Moim największym mentorem jest mój tata – malarz i wielki pasjonat fotografii. To on nauczył mnie patrzenia na świat, opowiadał o malarstwie i fotografii. Pokazał wielkich mistrzów takich jak Bresson, Salgado, Leibovitz czy Fan Ho.
Swój pierwszy aparat dostałam w wieku 10 lat. Jako dzieci nie myślimy o kadrze czy kompozycji, ufamy swojej intuicji. Jednak w ten sposób, bardzo często, powstają najlepsze zdjęcia.
Tata, zafascynowany teorią „decydującego momentu” Bressona, kontynuując jego myśl, powtarzał mi, że „dobry fotograf to taki, który wie kiedy zdjęcia nie robić”.
Fotograf musi wybrać tylko istotne chwile, tak by odbiorca mógł wyobrazić sobie przeszłość i przyszłość utrwalonej sceny.
Czy fotografia pokazuje prawdę? Myślę, że tak, choć jest to subiektywne przedstawienie rzeczywistości, które sprawia że fotografia jest tak niesamowita. Każdy z nas widzi inaczej, dostrzega inne rzeczy.

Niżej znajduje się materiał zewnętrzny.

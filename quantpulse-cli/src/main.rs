//! QuantPulse CLI — evaluate, indicators, and synthetic data commands.
//!
//! Commands:
//! - `evaluate` — score every symbol of a CSV pool and print the report
//! - `indicators` — print the tail of one symbol's indicator table
//! - `synthetic` — write a seeded synthetic pool as CSV files
//!
//! Logs go to stderr so `evaluate --output json` stays pipeable.

use std::collections::HashMap;
use std::path::{Path, PathBuf};

use anyhow::{bail, Context, Result};
use chrono::NaiveDate;
use clap::{Parser, Subcommand, ValueEnum};
use quantpulse_core::collaborators::{InMemorySeverityStore, PriceHistoryProvider, StaticNarrative};
use quantpulse_core::indicators::{compute_indicators, IndicatorRow};
use quantpulse_runner::{
    attach_narratives, evaluate_pool, load_pool, save_artifacts, synthetic_pool,
    write_series_csv, CsvDirectoryProvider, EngineConfig, JsonSink, PoolReport, ReportSink,
    SyntheticSpec,
};
use tracing_subscriber::{fmt, layer::SubscriberExt, util::SubscriberInitExt, EnvFilter};

#[derive(Parser)]
#[command(
    name = "quantpulse",
    about = "QuantPulse CLI — technical signals, anomaly alerts and pair screening"
)]
struct Cli {
    /// Debug-level logging (overridden by RUST_LOG).
    #[arg(long, short, global = true, default_value_t = false)]
    verbose: bool,

    /// Emit logs as JSON lines.
    #[arg(long, global = true, default_value_t = false)]
    log_json: bool,

    #[command(subcommand)]
    command: Commands,
}

#[derive(Debug, Clone, Copy, PartialEq, Eq, ValueEnum)]
enum OutputFormat {
    Json,
    Summary,
}

#[derive(Subcommand)]
enum Commands {
    /// Evaluate every configured symbol of a CSV price pool.
    ///
    /// Severity levels are not persisted between runs: each run starts from
    /// Normal, so any Notice or higher result is reported as ESCALATED.
    Evaluate {
        /// Directory holding one <SYMBOL>.csv per symbol.
        #[arg(long)]
        data_dir: PathBuf,

        /// Path to a TOML config file. Defaults are used when omitted.
        #[arg(long)]
        config: Option<PathBuf>,

        /// Symbols to evaluate (overrides the config).
        #[arg(long, num_args = 1..)]
        symbols: Vec<String>,

        /// Current price for a symbol, as SYM=PRICE. Repeatable.
        #[arg(long = "price", value_parser = parse_price)]
        prices: Vec<(String, f64)>,

        /// Output format.
        #[arg(long, value_enum, default_value_t = OutputFormat::Summary)]
        output: OutputFormat,

        /// Also save report.json and report.md into this directory.
        #[arg(long)]
        report_dir: Option<PathBuf>,
    },
    /// Print the most recent rows of one symbol's indicator table.
    Indicators {
        /// Directory holding one <SYMBOL>.csv per symbol.
        #[arg(long)]
        data_dir: PathBuf,

        #[arg(long)]
        symbol: String,

        /// Number of trailing rows to print.
        #[arg(long, default_value_t = 10)]
        rows: usize,

        /// Most recent bars to load.
        #[arg(long, default_value_t = 120)]
        lookback_days: usize,
    },
    /// Write a seeded synthetic pool as CSV files.
    Synthetic {
        /// Output directory (created if missing).
        #[arg(long)]
        out_dir: PathBuf,

        #[arg(long, num_args = 1.., default_values = ["AAPL", "MSFT", "NVDA"])]
        symbols: Vec<String>,

        /// Bars per symbol.
        #[arg(long, default_value_t = 250)]
        bars: usize,

        #[arg(long, default_value_t = 42)]
        seed: u64,

        /// First bar date (YYYY-MM-DD).
        #[arg(long)]
        start: Option<String>,
    },
}

fn main() -> Result<()> {
    let cli = Cli::parse();
    init_logging(cli.verbose, cli.log_json);

    match cli.command {
        Commands::Evaluate {
            data_dir,
            config,
            symbols,
            prices,
            output,
            report_dir,
        } => run_evaluate(&data_dir, config, symbols, prices, output, report_dir),
        Commands::Indicators {
            data_dir,
            symbol,
            rows,
            lookback_days,
        } => run_indicators(&data_dir, &symbol, rows, lookback_days),
        Commands::Synthetic {
            out_dir,
            symbols,
            bars,
            seed,
            start,
        } => run_synthetic(&out_dir, &symbols, bars, seed, start.as_deref()),
    }
}

fn init_logging(verbose: bool, json: bool) {
    let default_level = if verbose { "debug" } else { "info" };
    let env_filter =
        EnvFilter::try_from_default_env().unwrap_or_else(|_| EnvFilter::new(default_level));

    if json {
        tracing_subscriber::registry()
            .with(env_filter)
            .with(fmt::layer().json().with_target(true).with_writer(std::io::stderr))
            .init();
    } else {
        tracing_subscriber::registry()
            .with(env_filter)
            .with(fmt::layer().with_target(false).with_writer(std::io::stderr))
            .init();
    }
}

fn parse_price(arg: &str) -> Result<(String, f64), String> {
    let (symbol, price) = arg
        .split_once('=')
        .ok_or_else(|| format!("expected SYM=PRICE, got '{arg}'"))?;
    let symbol = symbol.trim();
    if symbol.is_empty() {
        return Err(format!("empty symbol in '{arg}'"));
    }
    let price: f64 = price
        .trim()
        .parse()
        .map_err(|e| format!("bad price in '{arg}': {e}"))?;
    if !price.is_finite() || price <= 0.0 {
        return Err(format!("price must be positive in '{arg}'"));
    }
    Ok((symbol.to_string(), price))
}

fn run_evaluate(
    data_dir: &Path,
    config_path: Option<PathBuf>,
    symbols: Vec<String>,
    prices: Vec<(String, f64)>,
    output: OutputFormat,
    report_dir: Option<PathBuf>,
) -> Result<()> {
    let mut config = match config_path {
        Some(path) => EngineConfig::from_file(&path)?,
        None => EngineConfig::default(),
    };
    if !symbols.is_empty() {
        config.engine.symbols = symbols;
    }
    config.validate()?;

    let provider = CsvDirectoryProvider::new(data_dir);
    let loaded = load_pool(&provider, &config.engine.symbols, config.engine.lookback_days)?;

    let current_prices: HashMap<String, f64> = prices.into_iter().collect();
    for symbol in current_prices.keys() {
        if !loaded.pool.contains(symbol) {
            bail!("--price given for '{symbol}', which is not in the evaluated symbols");
        }
    }

    // Fresh per run; see the `evaluate` help text.
    let store = InMemorySeverityStore::new();
    let mut report = evaluate_pool(&loaded.pool, &config, &current_prices, &store)?;
    attach_narratives(&mut report, &StaticNarrative);

    match output {
        OutputFormat::Json => {
            let mut sink = JsonSink::new(std::io::stdout().lock());
            sink.deliver(&report).context("failed to write JSON report")?;
        }
        OutputFormat::Summary => print_summary(&report),
    }

    if let Some(dir) = report_dir {
        save_artifacts(&report, &dir)?;
        eprintln!("Report saved to: {}", dir.display());
    }
    Ok(())
}

fn run_indicators(data_dir: &Path, symbol: &str, rows: usize, lookback_days: usize) -> Result<()> {
    let provider = CsvDirectoryProvider::new(data_dir);
    let series = provider
        .fetch(symbol, lookback_days)
        .with_context(|| format!("failed to load '{symbol}' from {}", data_dir.display()))?;
    let table = compute_indicators(&series);

    println!(
        "{} — {} bars, {} to {}",
        symbol,
        series.len(),
        series.first_date(),
        series.last_date()
    );
    println!(
        "{:<10} {:>9} {:>9} {:>9} {:>9} {:>7} {:>9} {:>9} {:>8} {:>8}",
        "Date", "Close", "MA5", "MA20", "MA50", "RSI", "BB Up", "BB Low", "MACD", "ATR"
    );
    println!("{}", "-".repeat(96));
    for row in table.tail(rows) {
        print_row(row);
    }
    Ok(())
}

fn cell(value: Option<f64>, width: usize) -> String {
    match value {
        Some(v) => format!("{v:>width$.2}"),
        None => format!("{:>width$}", "-"),
    }
}

fn print_row(row: &IndicatorRow) {
    println!(
        "{:<10} {:>9.2} {} {} {} {} {} {} {} {}",
        row.date,
        row.close,
        cell(row.ma_short, 9),
        cell(row.ma_mid, 9),
        cell(row.ma_long, 9),
        cell(row.rsi, 7),
        cell(row.bb_upper, 9),
        cell(row.bb_lower, 9),
        cell(row.macd, 8),
        cell(row.atr, 8),
    );
}

fn run_synthetic(
    out_dir: &Path,
    symbols: &[String],
    bars: usize,
    seed: u64,
    start: Option<&str>,
) -> Result<()> {
    if bars == 0 {
        bail!("--bars must be at least 1");
    }
    let mut spec = SyntheticSpec {
        bars,
        ..SyntheticSpec::default()
    };
    if let Some(start) = start {
        spec.start = NaiveDate::parse_from_str(start, "%Y-%m-%d")
            .with_context(|| format!("invalid --start date '{start}'"))?;
    }

    std::fs::create_dir_all(out_dir)
        .with_context(|| format!("failed to create {}", out_dir.display()))?;
    let pool = synthetic_pool(symbols, &spec, seed)?;
    for (symbol, series) in pool.iter() {
        let path = write_series_csv(out_dir, series)?;
        println!("{symbol}: {} bars → {}", series.len(), path.display());
    }
    Ok(())
}

fn print_summary(report: &PoolReport) {
    println!();
    println!("=== Signal Report ===");
    println!("Evaluated:      {}", report.evaluated_at.format("%Y-%m-%d %H:%M:%S UTC"));
    println!("Symbols:        {}", report.reports.len());
    println!("Escalations:    {}", report.escalations().count());
    println!("Config Hash:    {}", &report.config_hash[..12.min(report.config_hash.len())]);
    println!();

    for r in &report.reports {
        let c = &r.classification;
        println!("--- {} ({}) ---", r.symbol, r.as_of);
        println!(
            "Price:          {:.2} ({:+.2}%)",
            r.current_price, r.anomaly.percent_change
        );
        println!(
            "Anomaly:        {:.2} [{}]{}",
            r.anomaly.score,
            r.severity,
            if r.escalated { "  ESCALATED" } else { "" }
        );
        println!(
            "RSI:            {}",
            r.latest.rsi.map_or_else(|| "-".to_string(), |v| format!("{v:.1}"))
        );
        println!("Band Position:  {:.1}%", r.bb_position);
        println!("Left Side:      {} — {}", c.left.action, c.left.rationale);
        println!("Right Side:     {} — {}", c.right.action, c.right.rationale);
        println!(
            "Stop Loss:      {:.2} (ATR {:.2})",
            c.setup.stop_loss_price, c.setup.atr_used
        );
        println!(
            "Re-entry:       {:.2} ({})",
            c.setup.re_entry_target_price, c.setup.re_entry_description
        );
        println!("Momentum:       {:.2}", r.cross_section.momentum);
        if let Some(q) = &r.cross_section.quote {
            println!("Quotes:         bid {:.2} / ask {:.2}", q.bid_limit, q.ask_limit);
        }
        if let Some(p) = &r.cross_section.pair {
            println!(
                "Pair:           {} (ρ {:.3}, z {:+.2}){}",
                p.peer_symbol,
                p.correlation,
                p.spread_z_score,
                if p.divergence_flag { "  DIVERGING" } else { "" }
            );
        }
        println!();
    }
}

Fotografia jest dla mnie formą dialogu ze światem. Poprzez obrazy mogę pokazać co poczułam, bądź czego doświadczyłam w danej chwili. Jeden obraz wart więcej niż tysiąc słów, opowiada o tym co nas otacza, a jednocześnie o nas samych.
Los chciał, że kilka miesięcy temu trafiłam do Toronto, znalazłam w sobie na nowo to dziecięce spojrzenie na świat. Chcę je wykorzystać, aby obrazem opowiedzieć wiele nowych historii.